Achieving Health Equity in Healthcare Requires Investment, Data, and Better Educational Tools

Achieving health equity has been a long-term challenge for the healthcare industry and a topic that has received more national and global attention since the COVID-19 pandemic. Marginalized communities in particular face deep disparities when trying to access healthcare and in their health outcomes. According to the Harvard Business Review, when compared to their white counterparts:

  • Black persons are 30 percent more likely to die from heart disease

  • Hispanic women are 30 percent more likely to die from cervical cancer, and

  • Native American and Alaska Natives infant mortality is 60 percent higher.

COVID-19 exposed the longstanding social determinants of health such as class, race, and education level. Data from the Harvard School of Public Health, for example, showed that more Black persons in the USA were dying from COVID-19 than whites, even though they make a smaller percentage of the population.

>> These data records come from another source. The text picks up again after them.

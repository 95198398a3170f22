//! graph 自有的采样器集合
//!
//! 一个封闭的枚举，面向瞬态纹理的便利采样器；
//! 外部导入的纹理应当使用它们自己的采样器。

use ash::vk;
use silvis_gfx::resources::sampler::GfxSamplerDesc;

#[derive(Clone, Copy, Debug, PartialEq, Eq, Hash)]
pub enum RdgSamplerKind {
    NearestClamp,
    NearestRepeat,
    LinearClamp,
    LinearRepeat,
    AnisotropicClamp,
    AnisotropicRepeat,
    ShadowPcf,
}

impl RdgSamplerKind {
    pub const ALL: [Self; 7] = [
        Self::NearestClamp,
        Self::NearestRepeat,
        Self::LinearClamp,
        Self::LinearRepeat,
        Self::AnisotropicClamp,
        Self::AnisotropicRepeat,
        Self::ShadowPcf,
    ];

    /// 对应的采样器描述
    pub fn desc(self) -> GfxSamplerDesc {
        match self {
            Self::NearestClamp => GfxSamplerDesc {
                mag_filter: vk::Filter::NEAREST,
                min_filter: vk::Filter::NEAREST,
                address_mode: vk::SamplerAddressMode::CLAMP_TO_EDGE,
                ..Default::default()
            },
            Self::NearestRepeat => GfxSamplerDesc {
                mag_filter: vk::Filter::NEAREST,
                min_filter: vk::Filter::NEAREST,
                address_mode: vk::SamplerAddressMode::REPEAT,
                ..Default::default()
            },
            Self::LinearClamp => GfxSamplerDesc {
                address_mode: vk::SamplerAddressMode::CLAMP_TO_EDGE,
                ..Default::default()
            },
            Self::LinearRepeat => GfxSamplerDesc {
                address_mode: vk::SamplerAddressMode::REPEAT,
                ..Default::default()
            },
            Self::AnisotropicClamp => GfxSamplerDesc {
                address_mode: vk::SamplerAddressMode::CLAMP_TO_EDGE,
                max_anisotropy: 16,
                ..Default::default()
            },
            Self::AnisotropicRepeat => GfxSamplerDesc {
                address_mode: vk::SamplerAddressMode::REPEAT,
                max_anisotropy: 16,
                ..Default::default()
            },
            Self::ShadowPcf => GfxSamplerDesc {
                address_mode: vk::SamplerAddressMode::CLAMP_TO_BORDER,
                compare_op: Some(vk::CompareOp::LESS_OR_EQUAL),
                border_color: vk::BorderColor::FLOAT_OPAQUE_WHITE,
                ..Default::default()
            },
        }
    }
}

#[cfg(test)]
mod tests {
    use super::*;

    #[test]
    fn test_sampler_table_is_complete() {
        // 每种采样器都有独立的描述
        let descs: Vec<_> = RdgSamplerKind::ALL.iter().map(|kind| kind.desc()).collect();
        for (i, a) in descs.iter().enumerate() {
            for b in descs.iter().skip(i + 1) {
                assert_ne!(a, b);
            }
        }
    }

    #[test]
    fn test_shadow_sampler_has_compare_op() {
        let desc = RdgSamplerKind::ShadowPcf.desc();
        assert_eq!(desc.compare_op, Some(vk::CompareOp::LESS_OR_EQUAL));

        let desc = RdgSamplerKind::LinearClamp.desc();
        assert_eq!(desc.compare_op, None);
    }

    #[test]
    fn test_anisotropic_samplers_enable_anisotropy() {
        assert!(RdgSamplerKind::AnisotropicClamp.desc().max_anisotropy > 0);
        assert_eq!(RdgSamplerKind::LinearRepeat.desc().max_anisotropy, 0);
    }
}
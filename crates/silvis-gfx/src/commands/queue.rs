use std::rc::Rc;

use ash::vk;
use itertools::Itertools;

use crate::commands::submit_info::GfxSubmitInfo;
use crate::foundation::debug_messenger::GfxDebugType;
use crate::foundation::device::GfxDevice;
use crate::foundation::physical_device::GfxQueueFamily;

/// graphics queue 封装
///
/// queue 本身随 device 销毁，这里不需要 destroy
pub struct GfxQueue {
    vk_queue: vk::Queue,
    queue_family: GfxQueueFamily,
    device: Rc<GfxDevice>,
}

impl GfxQueue {
    pub fn new(device: Rc<GfxDevice>, vk_queue: vk::Queue, queue_family: GfxQueueFamily) -> Self {
        Self {
            vk_queue,
            queue_family,
            device,
        }
    }
}

// getters
impl GfxQueue {
    #[inline]
    pub fn handle(&self) -> vk::Queue {
        self.vk_queue
    }

    #[inline]
    pub fn queue_family(&self) -> &GfxQueueFamily {
        &self.queue_family
    }
}

// tools
impl GfxQueue {
    /// 以 sync2 的方式提交一批 submit info
    ///
    /// batches 必须在提交完成前保持存活，submit_info() 返回的结构引用其内存。
    /// 不需要 fence 时传 `vk::Fence::null()`
    pub fn submit(&self, batches: Vec<GfxSubmitInfo>, fence: vk::Fence) -> Result<(), vk::Result> {
        let submit_infos = batches.iter().map(|b| b.submit_info()).collect_vec();
        unsafe { self.device.queue_submit2(self.vk_queue, &submit_infos, fence) }
    }

    /// 根据 specification，vkQueueWaitIdle 与 Fence 等待效率相同
    #[inline]
    pub fn wait_idle(&self) {
        unsafe { self.device.queue_wait_idle(self.vk_queue).unwrap() }
    }
}

// debug 相关命令
impl GfxQueue {
    #[inline]
    pub fn begin_label(&self, label_name: impl AsRef<str>, label_color: glam::Vec4) {
        let name = std::ffi::CString::new(label_name.as_ref()).unwrap();
        unsafe {
            self.device.debug_utils_pf().queue_begin_debug_utils_label(
                self.vk_queue,
                &vk::DebugUtilsLabelEXT::default().label_name(name.as_c_str()).color(label_color.into()),
            );
        }
    }

    #[inline]
    pub fn end_label(&self) {
        unsafe {
            self.device.debug_utils_pf().queue_end_debug_utils_label(self.vk_queue);
        }
    }
}

impl GfxDebugType for GfxQueue {
    fn debug_type_name() -> &'static str {
        "GfxQueue"
    }

    fn vk_handle(&self) -> impl vk::Handle {
        self.vk_queue
    }
}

Healthcare inequities were exacerbated by the pandemic. Now there is an increased urgency to invest in health equity, and to track and address social determinants of health. Stacey Caywood, CEO of Wolters Kluwer Health, discusses the three steps her organization is taking to address the ongoing challenge of achieving health equity.

 

Stacey’s Thoughts 

“At Wolters Kluwer, this is in our DNA: To deliver the best care everywhere. We’re focusing our efforts in three key areas. First, we have a US and global donation program, working with partners like Ariadne Labs to provide more access to the best evidence no matter where you live. Second, we know you can’t fix health equity if you can’t find it, and you need health data to do that. Our health language team is mapping that disparate data to make sense of it, to help populations that are most at risk. Lastly, delivering the best care everywhere starts at the core content and tools that clinicians are using every day. This means reducing unconscious bias in those resources that can negatively impact patient care decisions. This also applies to supporting the training and the delivery that’s needed, so that everyone has access to the best care, one improved decision at a time.”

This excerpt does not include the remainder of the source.